Was at the cafe yesterday doing my Civil War reading. Once a week--I think it's once a week, and it's probably the same day, but I haven't made a point of confirming--a man comes in during the afternoon with his granddaughter. She's nursery school age, it seems. I think he has her one day a week. He's kind of loud, like he's speaking up so she can hear him. But he doesn't talk to her like she's a child, necessarily, but more like a little person. It's very funny and sweet. You can tell that she means so much to him, and she looks up to him.
There was a line yesterday, and the line was preventing the little girl from accessing the foodstuffs and drinks that are on a shelf at the bottom of the front counter. She darted one way, then the other, trying to find a gap in the ranks. I stepped back to make some space and said, "You have to get drinks and snacks," and she said, "Yes. Thank you." Two clearly complete sentences, with a dignified pause between them.
She picks two drinks, and apparently she had this fancy chocolate drinking coming from the bar that had already been ordered, which was the grandfather's concession to maybe something not super healthy. Because after that, he was reading the backs of the juice boxes, saying "No way. This has too much sugar, no."
And the girl responded by saying that she was probably going to end up thirsty, which seemed less of an attempt to lay down a preemptive guilt trip and more an honest concern.
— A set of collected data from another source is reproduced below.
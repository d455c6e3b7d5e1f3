use crate::error::{ComplianceError, Result};
use crate::sanctions::SanctionsEngine;
use crate::types::{SanctionsCheckResult, ScreeningRequest};
use async_trait::async_trait;
use rust_decimal::Decimal;
use std::sync::Arc;
use tracing::{info, warn};

/// External sanctions screening lookup
#[async_trait]
pub trait SanctionsProvider: Send + Sync {
    async fn screen(&self, request: &ScreeningRequest) -> Result<SanctionsCheckResult>;
}

/// Match type codes reported by [`ListSanctionsProvider`], strongest first
pub mod match_types {
    pub const ADDRESS: &str = "ADDRESS";
    pub const NAME: &str = "NAME";
    pub const JURISDICTION: &str = "JURISDICTION";
}

/// Screens against the lists held by an in-process [`SanctionsEngine`]
pub struct ListSanctionsProvider {
    engine: Arc<SanctionsEngine>,
}

impl ListSanctionsProvider {
    pub fn new(engine: Arc<SanctionsEngine>) -> Self {
        Self { engine }
    }
}

#[async_trait]
impl SanctionsProvider for ListSanctionsProvider {
    async fn screen(&self, request: &ScreeningRequest) -> Result<SanctionsCheckResult> {
        // An empty engine would clear everyone
        if !self.engine.is_loaded() {
            return Err(ComplianceError::ListNotLoaded(
                "no sanctions lists loaded".to_string(),
            ));
        }

        let mut matched_lists = Vec::new();
        let mut match_type: Option<&str> = None;
        let mut score = 0.0_f64;

        // 1. Wallet address
        let address_hits = self.engine.check_address(&request.address);
        if !address_hits.is_empty() {
            match_type = Some(match_types::ADDRESS);
            score = 1.0;
            matched_lists.extend(address_hits.iter().map(|e| e.list.as_str().to_string()));
            warn!("Sanctioned wallet address: {}", request.address);
        }

        // 2. Legal name
        let name_hits = self.engine.check_name(&request.name);
        if !name_hits.is_empty() {
            match_type = match_type.or(Some(match_types::NAME));
            for hit in &name_hits {
                score = score.max(hit.similarity);
                matched_lists.push(hit.entry.list.as_str().to_string());
            }
            warn!("Sanctions name match for address {}", request.address);
        }

        // 3. Jurisdiction
        let country_hits = self.engine.check_country(&request.jurisdiction);
        if !country_hits.is_empty() {
            match_type = match_type.or(Some(match_types::JURISDICTION));
            score = 1.0_f64.max(score);
            matched_lists.extend(country_hits.iter().map(|e| e.list.as_str().to_string()));
        }

        matched_lists.sort();
        matched_lists.dedup();

        let result = SanctionsCheckResult {
            is_match: match_type.is_some(),
            match_type: match_type.map(str::to_string),
            matched_lists,
            match_score: Decimal::from_f64_retain(score)
                .unwrap_or(Decimal::ZERO)
                .round_dp(4),
        };

        if result.is_match {
            info!(
                "Screening MATCH for {} (type: {}, lists: {})",
                request.address,
                result.match_type_str(),
                result.matched_lists.join(", ")
            );
        }

        Ok(result)
    }
}
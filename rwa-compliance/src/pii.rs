//! PII protection for KYC records
//!
//! Legal name and date of birth are encrypted before they reach the
//! repository. Ciphertext layout is `hex(nonce || AES-256-GCM ciphertext)`.

use crate::error::{ComplianceError, Result};
use aes_gcm::{
    aead::{Aead, AeadCore, KeyInit, OsRng},
    Aes256Gcm, Key, Nonce,
};

const NONCE_LEN: usize = 12;

/// Reversible protection applied to PII fields before persistence
pub trait PiiCipher: Send + Sync {
    fn encrypt(&self, plaintext: &str) -> Result<String>;

    fn decrypt(&self, ciphertext: &str) -> Result<String>;
}

/// AES-256-GCM field cipher
pub struct AesGcmPiiCipher {
    cipher: Aes256Gcm,
}

impl AesGcmPiiCipher {
    pub fn new(master_key: &[u8; 32]) -> Self {
        let key = Key::<Aes256Gcm>::from_slice(master_key);
        Self {
            cipher: Aes256Gcm::new(key),
        }
    }

    /// Build from a 64-character hex key, e.g. read from a secrets store
    pub fn from_hex_key(hex_key: &str) -> Result<Self> {
        let bytes = hex::decode(hex_key.trim())
            .map_err(|e| ComplianceError::Crypto(format!("Invalid key encoding: {}", e)))?;
        let key: [u8; 32] = bytes
            .try_into()
            .map_err(|_| ComplianceError::Crypto("PII key must be 32 bytes".to_string()))?;
        Ok(Self::new(&key))
    }
}

impl PiiCipher for AesGcmPiiCipher {
    fn encrypt(&self, plaintext: &str) -> Result<String> {
        let nonce = Aes256Gcm::generate_nonce(&mut OsRng);

        let encrypted = self
            .cipher
            .encrypt(&nonce, plaintext.as_bytes())
            .map_err(|e| ComplianceError::Crypto(e.to_string()))?;

        let mut data = Vec::with_capacity(NONCE_LEN + encrypted.len());
        data.extend_from_slice(&nonce);
        data.extend_from_slice(&encrypted);

        Ok(hex::encode(data))
    }

    fn decrypt(&self, ciphertext: &str) -> Result<String> {
        let data = hex::decode(ciphertext).map_err(|e| {
            ComplianceError::Crypto(format!("Invalid ciphertext encoding: {}", e))
        })?;

        if data.len() < NONCE_LEN {
            return Err(ComplianceError::Crypto("Invalid encrypted data".to_string()));
        }

        let nonce = Nonce::from_slice(&data[..NONCE_LEN]);
        let decrypted = self
            .cipher
            .decrypt(nonce, &data[NONCE_LEN..])
            .map_err(|e| ComplianceError::Crypto(e.to_string()))?;

        String::from_utf8(decrypted)
            .map_err(|e| ComplianceError::Crypto(format!("Invalid UTF-8: {}", e)))
    }
}

/// Identity cipher for development and tests. Never use in production.
#[derive(Debug, Default, Clone, Copy)]
pub struct PlaintextPiiCipher;

impl PiiCipher for PlaintextPiiCipher {
    fn encrypt(&self, plaintext: &str) -> Result<String> {
        Ok(plaintext.to_string())
    }

    fn decrypt(&self, ciphertext: &str) -> Result<String> {
        Ok(ciphertext.to_string())
    }
}

#[cfg(test)]
mod tests {
    use super::*;

    #[test]
    fn test_encrypt_hides_plaintext() {
        let cipher = AesGcmPiiCipher::new(&[7u8; 32]);
        let encrypted = cipher.encrypt("Jane Doe").unwrap();

        assert!(!encrypted.contains("Jane"));
        assert_eq!(cipher.decrypt(&encrypted).unwrap(), "Jane Doe");
    }

    #[test]
    fn test_nonce_is_random() {
        let cipher = AesGcmPiiCipher::new(&[7u8; 32]);
        assert_ne!(
            cipher.encrypt("1990-01-01").unwrap(),
            cipher.encrypt("1990-01-01").unwrap()
        );
    }

    #[test]
    fn test_wrong_key_fails() {
        let encrypted = AesGcmPiiCipher::new(&[1u8; 32])
            .encrypt("Jane Doe")
            .unwrap();
        let other = AesGcmPiiCipher::new(&[2u8; 32]);

        assert!(matches!(
            other.decrypt(&encrypted),
            Err(ComplianceError::Crypto(_))
        ));
    }

    #[test]
    fn test_hex_key() {
        assert!(AesGcmPiiCipher::from_hex_key(&"ab".repeat(32)).is_ok());
        assert!(AesGcmPiiCipher::from_hex_key("abcd").is_err());
    }
}
//! Error types for the compliance service

use thiserror::Error;

/// Errors raised by the service's collaborators.
///
/// These never cross the public [`ComplianceService`](crate::ComplianceService)
/// boundary; the service translates them into safe results there.
#[derive(Error, Debug)]
pub enum ComplianceError {
    /// Persistence layer failure
    #[error("Repository error: {0}")]
    Repository(String),

    /// Sanctions screening provider failure
    #[error("Sanctions provider error: {0}")]
    Provider(String),

    /// Audit log failure
    #[error("Audit log error: {0}")]
    Audit(String),

    /// Audit hash chain does not verify
    #[error("Audit integrity check failed: {0}")]
    IntegrityFailure(String),

    /// PII encryption or decryption failure
    #[error("Crypto error: {0}")]
    Crypto(String),

    /// Sanctions list not loaded
    #[error("Sanctions list not loaded: {0}")]
    ListNotLoaded(String),

    /// Invalid configuration
    #[error("Configuration error: {0}")]
    Config(String),

    /// Metrics registration failure
    #[error("Metrics error: {0}")]
    Metrics(#[from] prometheus::Error),

    /// IO error
    #[error("IO error: {0}")]
    Io(#[from] std::io::Error),

    /// Serialization error
    #[error("Serialization error: {0}")]
    Serialization(#[from] serde_json::Error),
}

/// Result type for compliance operations
pub type Result<T> = std::result::Result<T, ComplianceError>;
I get it--I end up drinking about three liters of water at night.
The girl wears glasses. They're not play glasses, but to see them before you knew better, you might think they were for a second. She had them on a few weeks ago for the first day. Again, the man is quite loud. His voice carries. Everyone in the place can hear him easily.
The glasses are bright pink. Bright purple-pink. I wouldn't call them ostentatious, so much as fun. The girl clearly likes them a lot. I don't know that she likes having to wear glasses, but she likes her glasses. And her grandfather was saying how super they were and he wished he had a pair like that. As soon as the sentence was out of his mouth, she had taken them off and tried to hand them to him.
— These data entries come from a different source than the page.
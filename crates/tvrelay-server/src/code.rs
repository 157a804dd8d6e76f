//! Pairing code generation.

use std::sync::atomic::{AtomicUsize, Ordering};
use std::sync::{Mutex, PoisonError};

use rand::rngs::StdRng;
use rand::{Rng, SeedableRng};
use tvrelay_common::{PairingCode, CODE_ALPHABET, CODE_LENGTH};

/// Produces candidate pairing codes. Uniqueness is the registry's job.
pub trait CodeSource: Send + Sync {
    fn generate(&self) -> PairingCode;
}

/// Uniform random codes from a generator seeded once from OS entropy.
pub struct RandomCodes {
    rng: Mutex<StdRng>,
}

impl RandomCodes {
    pub fn new() -> Self {
        Self {
            rng: Mutex::new(StdRng::from_entropy()),
        }
    }

    /// Deterministic sequence, for reproducible runs.
    pub fn from_seed(seed: u64) -> Self {
        Self {
            rng: Mutex::new(StdRng::seed_from_u64(seed)),
        }
    }
}

impl Default for RandomCodes {
    fn default() -> Self {
        Self::new()
    }
}

impl CodeSource for RandomCodes {
    fn generate(&self) -> PairingCode {
        let mut rng = self.rng.lock().unwrap_or_else(PoisonError::into_inner);
        let mut indices = [0usize; CODE_LENGTH];
        for slot in &mut indices {
            *slot = rng.gen_range(0..CODE_ALPHABET.len());
        }
        PairingCode::from_symbol_indices(indices)
    }
}

/// Replays a fixed list of codes, then keeps repeating the last one.
pub struct ScriptedCodes {
    codes: Vec<PairingCode>,
    next: AtomicUsize,
}

impl ScriptedCodes {
    pub fn new(codes: Vec<PairingCode>) -> Self {
        Self {
            codes,
            next: AtomicUsize::new(0),
        }
    }
}

impl CodeSource for ScriptedCodes {
    fn generate(&self) -> PairingCode {
        let i = self.next.fetch_add(1, Ordering::Relaxed);
        match self.codes.get(i).or_else(|| self.codes.last()) {
            Some(code) => code.clone(),
            None => PairingCode::from_symbol_indices([0; CODE_LENGTH]),
        }
    }
}
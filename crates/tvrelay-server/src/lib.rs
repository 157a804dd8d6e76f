//! tvrelay: pairs TV receivers with remote controllers through a short
//! pairing code and relays control commands to the paired receiver.
//!
//! Receivers hold a WebSocket open at `/ws` and are told their code in a
//! `connected` event. Controllers call `GET /control?tvcode=..&ctls=..` and
//! the command arrives at the receiver as a `control` event.

pub mod code;
pub mod connection;
pub mod gateway;
pub mod http;
pub mod protocol;
pub mod registry;
pub mod relay;
pub mod server;

pub use code::{CodeSource, RandomCodes, ScriptedCodes};
pub use gateway::{ConnectionPhase, EventGateway, EventOutcome, OpenedConnection};
pub use protocol::{ClientEvent, ServerEvent};
pub use registry::{ConnectionHandle, SessionRegistry};
pub use relay::ControlRelay;
pub use server::RelayServer;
There were also these three guys in front of me. Older guys, but also a range of ages themselves. One of them spoke in a manner that employed what many people would term "vocab" words. I think he was probably a teacher or professor. Something like that.
Another of the guys was a veteran. He had on a baseball cap--the old school mesh kind on top--with an American flag and an eagle--big eagle--in front of it. You could tell that he was proud of his service.
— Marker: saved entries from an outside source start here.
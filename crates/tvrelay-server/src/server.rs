//! `RelayServer`: wires the registry, gateway and relay behind one Axum
//! listener.

use std::future::Future;
use std::net::SocketAddr;
use std::sync::Arc;

use axum::Router;
use tokio::net::TcpListener;
use tokio::task::JoinHandle;
use tower_http::trace::TraceLayer;
use tvrelay_common::TvRelayError;
use tvrelay_config::TvRelayConfig;

use crate::code::{CodeSource, RandomCodes};
use crate::gateway::EventGateway;
use crate::http::{self, AppState, StatusMode};
use crate::registry::SessionRegistry;
use crate::relay::ControlRelay;

pub struct RelayServer {
    config: TvRelayConfig,
    registry: SessionRegistry,
}

impl RelayServer {
    /// Create a server drawing random pairing codes.
    pub fn new(config: TvRelayConfig) -> Self {
        Self::with_code_source(config, Arc::new(RandomCodes::new()))
    }

    pub fn with_code_source(config: TvRelayConfig, codes: Arc<dyn CodeSource>) -> Self {
        let registry = SessionRegistry::new(codes, config.pairing.max_code_attempts);
        Self { config, registry }
    }

    pub fn config(&self) -> &TvRelayConfig {
        &self.config
    }

    pub fn registry(&self) -> &SessionRegistry {
        &self.registry
    }

    /// Build the Axum router with all routes.
    pub fn router(&self) -> Router {
        let state = AppState {
            gateway: EventGateway::new(
                self.registry.clone(),
                self.config.connection.outbound_buffer,
            ),
            relay: ControlRelay::new(self.registry.clone()),
            status_mode: StatusMode::from_legacy_flag(self.config.http.legacy_status_codes),
        };

        http::router(state).layer(TraceLayer::new_for_http())
    }

    async fn bind(&self) -> Result<TcpListener, TvRelayError> {
        let addr = self.config.server.bind_addr();
        let listener = TcpListener::bind(&addr).await?;
        tracing::info!(addr = %listener.local_addr()?, "tvrelay listening");
        Ok(listener)
    }

    /// Bind and serve in the background. Returns the bound address.
    pub async fn listen(&self) -> Result<(SocketAddr, JoinHandle<()>), TvRelayError> {
        let listener = self.bind().await?;
        let addr = listener.local_addr()?;
        let router = self.router();

        let handle = tokio::spawn(async move {
            if let Err(e) = axum::serve(listener, router).await {
                tracing::error!(error = %e, "Server stopped");
            }
        });

        Ok((addr, handle))
    }

    /// Bind and serve until `shutdown` resolves.
    pub async fn serve<F>(&self, shutdown: F) -> Result<(), TvRelayError>
    where
        F: Future<Output = ()> + Send + 'static,
    {
        let listener = self.bind().await?;
        axum::serve(listener, self.router())
            .with_graceful_shutdown(shutdown)
            .await?;
        tracing::info!(sessions = self.registry.count().await, "tvrelay stopped");
        Ok(())
    }
}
Then there was this tough, wiry guy, who spoke in double negatives, and swore a bunch so that the kids at the surrounding tables heard him. Not out of malice or anything, of course, but rather because that's just how he speaks and he might not be able to rein it back very much, especially when he's out with the guys and is excited and caught up in the conversation and the sharing of memories.
These men were clearly tight. Good friends, very disparate people. Different ways of talking.
They talked a lot about baseball. Everyone was a kid. "That kid on Colorado," for instance. I think it's safe to say they wouldn't have been adherents of modern day analytics. They enthused about the batting title, for instance, and esteemed this achievement as a towering one.
Certain conversation has a rhythm, and you can hear it and still do what you're doing, even if that's a word-based thing--like reading--and not be distracted. It's almost like another track in a recording. I was deep in my book, when the wiry guy turned around and addressed the attractive woman--who was maybe thirty--sitting on the chair next to me, working. He said, "She's not even going to support me with these guys." It was awkward. Not a very successful attempt to include someone in the conversation or joke, whatever that joke was. I don't think she knew any more than I did.
He wasn't done. He was laughing in a way that was borderline wheezing, and he added, "She's like Switzerland!" She may or may not have gotten the jocular add-on to the joke she hadn't heard, but there wasn't really much she could do, save kind of pretend she hadn't noticed. Then they went back to talking about baseball.
I think that they might also get together once a week. There are all of these little windows into lives. You go somewhere, you're living your life, focused on what you must do, but if you're open, there are these stories and parcels of information and forms of truth and indications of things that matter to people, the hopes they have, their insecurities, the things they need.
You're never really just doing what you're doing. Unless you're removed from the world, rather than making sure you're present in it. And then it becomes part of one's nature, being present.